■ **Instructions for the task**
What lines below contain the word "Never"? Please pull each one out.
(Data to process Opens)
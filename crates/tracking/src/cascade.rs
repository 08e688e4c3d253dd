//! Cascade deletes and orphan handling
//!
//! Deleting a principal deletes its cascade dependents (Added ones are
//! detached instead) and nulls the foreign keys of the others. A required
//! foreign key that ends up null is a conceptual null: the dependent is
//! either deleted as an orphan or the operation fails.

use crate::entry::EntryId;
use crate::state::no_modify;
use crate::tracker::{ChangeTracker, StateOptions, WriteOptions};
use changetrack_core::{
    CascadeTiming, DeleteBehavior, EntityState, Error, ForeignKeyId, Result, Value,
};
use rustc_hash::FxHashSet;
use std::sync::Arc;
use tracing::debug;

impl ChangeTracker {
    /// Apply cascade deletes and resolve conceptual nulls now
    ///
    /// Runs regardless of the configured timings.
    pub fn cascade_changes(&mut self) -> Result<()> {
        if self.options.auto_detect_changes {
            self.detect_changes()?;
        }
        self.run_cascade_pass(true)
    }

    /// Resolve conceptual nulls on Added and Modified entries, then cascade
    /// every Deleted entry
    pub fn run_cascade_pass(&mut self, force: bool) -> Result<()> {
        let with_nulls: Vec<EntryId> = self
            .arena
            .iter()
            .filter(|(_, e)| {
                matches!(e.state, EntityState::Added | EntityState::Modified)
                    && e.has_conceptual_null()
            })
            .map(|(id, _)| id)
            .collect();
        for id in with_nulls {
            if self.arena.get(id).is_some() {
                self.handle_conceptual_nulls(id, force, false)?;
            }
        }

        let deleted: Vec<EntryId> = self
            .arena
            .iter()
            .filter(|(_, e)| e.state == EntityState::Deleted)
            .map(|(id, _)| id)
            .collect();
        debug!(
            target: "changetrack::tracking",
            deleted = deleted.len(),
            force,
            "Cascade pass"
        );
        for id in deleted {
            if self.arena.get(id).is_some() {
                self.cascade_delete(id, force)?;
            }
        }
        Ok(())
    }

    /// Cascade the deletion of `id` to its tracked dependents
    pub(crate) fn cascade_delete(&mut self, id: EntryId, force: bool) -> Result<()> {
        let mut visited = FxHashSet::default();
        visited.insert(id);
        self.cascade_delete_from(id, force, &mut visited)
    }

    /// `visited` holds every entry this cascade has already reached, so
    /// cycles of Added dependents terminate
    fn cascade_delete_from(
        &mut self,
        id: EntryId,
        force: bool,
        visited: &mut FxHashSet<EntryId>,
    ) -> Result<()> {
        let do_cascade = force || self.options.cascade_delete_timing != CascadeTiming::Never;
        let model = Arc::clone(&self.model);
        let ty = self.arena[id].entity_type.clone();

        for &fk_id in ty.referencing_foreign_keys() {
            let fk = model.foreign_key(fk_id);
            if fk.delete_behavior() == DeleteBehavior::ClientNoAction {
                continue;
            }
            let Some(principal_key) = self.key_of(id, fk.principal_key()) else {
                continue;
            };
            for dependent in self.dependents_of(id, fk, Some(&principal_key)) {
                if visited.contains(&dependent) {
                    continue;
                }
                let Some(entry) = self.arena.get(dependent) else {
                    continue;
                };
                let state = entry.state;
                let keys_equal = entry.foreign_key_value(fk).as_ref() == Some(&principal_key);
                if state == EntityState::Deleted || !(state == EntityState::Added || keys_equal) {
                    continue;
                }

                if fk.delete_behavior().cascades() && do_cascade {
                    let cascade_state = if state == EntityState::Added {
                        EntityState::Detached
                    } else {
                        EntityState::Deleted
                    };
                    visited.insert(dependent);
                    self.log_cascade(dependent, ty.name(), cascade_state, false);
                    if cascade_state == EntityState::Detached {
                        // Added dependents leave the tracker; their own
                        // dependents are handled first
                        self.cascade_delete_from(dependent, force, visited)?;
                        if self.arena.get(dependent).is_some() {
                            self.set_state(dependent, EntityState::Detached, no_modify())?;
                        }
                    } else {
                        self.set_state(
                            dependent,
                            EntityState::Deleted,
                            StateOptions {
                                cascade: false,
                                ..no_modify()
                            },
                        )?;
                        self.cascade_delete_from(dependent, force, visited)?;
                    }
                } else {
                    for &p in fk.properties() {
                        if self.arena.get(dependent).is_none() {
                            break;
                        }
                        self.set_property(
                            dependent,
                            p,
                            Value::Null,
                            WriteOptions {
                                is_cascade_delete: true,
                                ..WriteOptions::user()
                            },
                        )?;
                    }
                    if self
                        .arena
                        .get(dependent)
                        .is_some_and(|e| e.has_conceptual_null())
                    {
                        self.handle_conceptual_nulls(dependent, force, true)?;
                    }
                }
            }
        }
        Ok(())
    }

    /// Resolve the conceptual nulls of one entry
    ///
    /// Nullable parts of a non-cascading key are nulled for real. A
    /// cascading key deletes the entry as an orphan when allowed; any other
    /// remaining conceptual null fails with
    /// [`Error::RelationshipConceptualNull`].
    pub(crate) fn handle_conceptual_nulls(
        &mut self,
        id: EntryId,
        force: bool,
        is_cascade_delete: bool,
    ) -> Result<()> {
        let model = Arc::clone(&self.model);
        let ty = self.arena[id].entity_type.clone();
        let mut failing: Vec<ForeignKeyId> = Vec::new();

        for &fk_id in ty.foreign_keys() {
            let fk = model.foreign_key(fk_id);
            let Some(entry) = self.arena.get(id) else {
                return Ok(());
            };
            let Some(&flagged) = fk
                .properties()
                .iter()
                .find(|&&p| entry.flags[p].conceptual_null)
            else {
                continue;
            };
            let any_nullable = fk
                .properties()
                .iter()
                .any(|&p| ty.property(p).is_nullable());
            if any_nullable && !fk.delete_behavior().cascades() {
                for &p in fk.properties() {
                    if ty.property(p).is_nullable() {
                        self.set_property(id, p, Value::Null, WriteOptions::user())?;
                    } else if let Some(e) = self.arena.get_mut(id) {
                        e.flags[p].conceptual_null = false;
                    }
                }
            } else if entry.state != EntityState::Modified || entry.flags[flagged].modified {
                failing.push(fk_id);
            }
        }

        let Some(entry) = self.arena.get(id) else {
            return Ok(());
        };
        let cascade_fk = failing
            .iter()
            .map(|&fk| model.foreign_key(fk))
            .find(|fk| fk.delete_behavior().cascades());
        let orphans_allowed = force
            || (!is_cascade_delete
                && self.options.delete_orphans_timing != CascadeTiming::Never);

        if let (Some(fk), true) = (cascade_fk, orphans_allowed) {
            let state = if entry.state == EntityState::Added {
                EntityState::Detached
            } else {
                EntityState::Deleted
            };
            let principal_type = model.entity_type(fk.principal_type()).name().to_string();
            self.log_cascade(id, &principal_type, state, true);
            return self.set_state(id, state, no_modify());
        }
        if let Some(&fk_id) = failing.first() {
            let fk = model.foreign_key(fk_id);
            return Err(Error::RelationshipConceptualNull {
                principal_type: model.entity_type(fk.principal_type()).name().to_string(),
                dependent_type: ty.name().to_string(),
                key_values: self.sensitive().then(|| entry.key_string()),
            });
        }
        Ok(())
    }
}
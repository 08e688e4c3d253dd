//! Change tracking for changetrack
//!
//! This crate implements the per-context tracker:
//! - ChangeTracker: identity map and entry arena
//! - Entity state machine (Detached / Unchanged / Added / Modified / Deleted)
//! - Snapshot and notification based change detection
//! - Relationship fixup between navigations and foreign keys
//! - Cascade deletes and orphan handling
//! - Graph traversal for Add / Attach / Update / Remove
//! - Key value generation with temporary placeholders
//! - Tracked / StateChanged events and diagnostics
//!
//! A tracker is single-threaded; share it across tasks only behind a lock.

#![warn(missing_docs)]
#![warn(clippy::all)]

mod cascade;
pub mod commit;
mod detector;
pub mod diagnostics;
mod entry;
pub mod entry_api;
pub mod events;
mod fixup;
pub mod graph;
pub mod options;
mod snapshot;
mod state;
pub mod tracker;
pub mod value_generation;

pub use commit::PendingChange;
pub use diagnostics::{DiagnosticEvent, DiagnosticsLogger, RecordingDiagnostics, TracingDiagnostics};
pub use entry::EntryId;
pub use entry_api::{
    CollectionEntry, ComplexPropertyEntry, Entries, EntityEntry, EntryView, PropertyEntry,
    PropertyValues, ReferenceEntry,
};
pub use events::{EntityStateChangedEvent, EntityTrackedEvent, HandlerId};
pub use graph::GraphMode;
pub use options::TrackerOptions;
pub use tracker::ChangeTracker;
pub use value_generation::{
    AsyncValueGenerator, GeneratedValue, SequentialValueGenerator, TemporaryValueGenerator,
    ValueGenerator, ValueGeneratorCache,
};
//! Change detection
//!
//! Snapshot entries are diffed against their original values and their
//! relationship snapshot. Notifying entries only look at the members they
//! reported. A pass runs in two phases: scalar properties first, then
//! navigations, so a dependent moved between two principals in the same
//! pass sees its new foreign key before the old principal lets go of it.
//!
//! Orphans created during a pass are resolved once the pass is over.

use crate::diagnostics::DiagnosticEvent;
use crate::entry::EntryId;
use crate::snapshot::collection_delta;
use crate::tracker::{ChangeTracker, Fixup};
use changetrack_core::{EntityState, Error, MemberChange, NavigationValue, Result};
use tracing::trace;

impl ChangeTracker {
    /// Detect changes on every tracked entry
    pub fn detect_changes(&mut self) -> Result<()> {
        self.log(DiagnosticEvent::DetectChangesStarting);
        let ids = self.arena.ids();
        self.detect_in(ids)?;
        self.log(DiagnosticEvent::DetectChangesCompleted);
        Ok(())
    }

    /// Detect changes on one entry
    pub(crate) fn detect_entry_changes(&mut self, id: EntryId) -> Result<()> {
        self.detect_in(vec![id])
    }

    fn detect_in(&mut self, ids: Vec<EntryId>) -> Result<()> {
        let was_deferring = self.deferring_orphans;
        self.deferring_orphans = true;
        let result = self.detect_phases(&ids);
        self.deferring_orphans = was_deferring;
        if was_deferring {
            return result;
        }
        let deferred = std::mem::take(&mut self.deferred_orphans);
        result?;

        for entity in deferred {
            let Some(id) = self.id_of(&entity) else {
                continue;
            };
            let entry = &self.arena[id];
            if entry.state != EntityState::Deleted && entry.has_conceptual_null() {
                self.handle_conceptual_nulls(id, false, false)?;
            }
        }
        Ok(())
    }

    fn detect_phases(&mut self, ids: &[EntryId]) -> Result<()> {
        let mut navigations: Vec<(EntryId, Vec<usize>)> = Vec::with_capacity(ids.len());
        for &id in ids {
            let Some(entry) = self.arena.get(id) else {
                continue;
            };
            if entry.state == EntityState::Deleted {
                continue;
            }
            let ty = entry.entity_type.clone();
            let (properties, navs) = if ty.change_tracking_strategy().uses_notifications() {
                let mut properties = Vec::new();
                let mut navs = Vec::new();
                for change in entry.entity.take_notifications() {
                    match change {
                        MemberChange::Property(p) => properties.push(p),
                        MemberChange::Navigation(n) => navs.push(n),
                    }
                }
                (properties, navs)
            } else {
                (
                    (0..ty.properties().len()).collect(),
                    (0..ty.navigations().len()).collect(),
                )
            };
            for p in properties {
                if self.arena.get(id).is_none() {
                    break;
                }
                self.property_changed(id, p)?;
            }
            if !navs.is_empty() {
                navigations.push((id, navs));
            }
        }

        for (id, navs) in navigations {
            for nav in navs {
                if self
                    .arena
                    .get(id)
                    .map_or(true, |e| e.state == EntityState::Deleted)
                {
                    break;
                }
                self.navigation_changed(id, nav)?;
            }
        }
        Ok(())
    }

    /// Compare one property with its snapshots and react to a difference
    fn property_changed(&mut self, id: EntryId, property: usize) -> Result<()> {
        let entry = &self.arena[id];
        let ty = entry.entity_type.clone();
        let prop = ty.property(property);
        let current = entry.value(property);

        if prop.is_key_or_foreign_key() {
            let previous = entry.relationships.value(property).cloned();
            if !previous.as_ref().is_some_and(|p| p.same_as(&current)) {
                if prop.is_primary_key() && entry.state != EntityState::Added {
                    return Err(Error::KeyReadOnly {
                        property: prop.name().to_string(),
                        entity_type: ty.name().to_string(),
                    });
                }
                if prop.is_foreign_key() {
                    self.log(DiagnosticEvent::ForeignKeyChangeDetected {
                        entity_type: ty.name().to_string(),
                        property: prop.name().to_string(),
                        old_value: previous.and_then(|v| self.sensitive_value(&v)),
                        new_value: self.sensitive_value(&current),
                    });
                }
                self.key_value_changed(id, property, Fixup::Full)?;
            }
        }

        let Some(entry) = self.arena.get(id) else {
            return Ok(());
        };
        if prop.is_primary_key()
            || entry.flags[property].modified
            || !matches!(entry.state, EntityState::Unchanged | EntityState::Modified)
        {
            return Ok(());
        }
        let original = entry.original(property);
        let changed = match &original {
            Some(o) => !prop.comparer().equals(o, &current),
            // Notified without originals
            None => true,
        };
        if changed {
            if !prop.is_foreign_key() {
                self.log(DiagnosticEvent::PropertyChangeDetected {
                    entity_type: ty.name().to_string(),
                    property: prop.name().to_string(),
                    old_value: original.and_then(|v| self.sensitive_value(&v)),
                    new_value: self.sensitive_value(&current),
                });
            }
            self.mark_modified(id, property)?;
        }
        Ok(())
    }

    /// Compare one navigation with the relationship snapshot
    fn navigation_changed(&mut self, id: EntryId, nav: usize) -> Result<()> {
        let entry = &self.arena[id];
        let ty = entry.entity_type.clone();
        let navigation = ty.navigation(nav);
        let current = entry.entity.navigation_at(nav);
        match (entry.relationships.navigation(nav).clone(), current) {
            (NavigationValue::Reference(old), NavigationValue::Reference(new)) => {
                let same = match (&old, &new) {
                    (Some(a), Some(b)) => a.ptr_eq(b),
                    (None, None) => true,
                    _ => false,
                };
                if same {
                    return Ok(());
                }
                self.log(DiagnosticEvent::ReferenceChangeDetected {
                    entity_type: ty.name().to_string(),
                    navigation: navigation.name().to_string(),
                });
                self.navigation_reference_changed(id, nav, old, new)
            }
            (NavigationValue::Collection(old), NavigationValue::Collection(new)) => {
                let (added, removed) = collection_delta(&old, &new);
                if added.is_empty() && removed.is_empty() {
                    return Ok(());
                }
                self.log(DiagnosticEvent::CollectionChangeDetected {
                    entity_type: ty.name().to_string(),
                    navigation: navigation.name().to_string(),
                    added: added.len(),
                    removed: removed.len(),
                });
                self.navigation_collection_changed(id, nav, added, removed)
            }
            _ => {
                trace!(
                    target: "changetrack::tracking",
                    navigation = %navigation.name(),
                    "Navigation shape differs from snapshot"
                );
                Ok(())
            }
        }
    }
}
(Data to process Closes)
■ **Your response**
        let do_cascade = force || self.options.cascade_delete_timing != CascadeTiming::Never;
                && self.options.delete_orphans_timing != CascadeTiming::Never);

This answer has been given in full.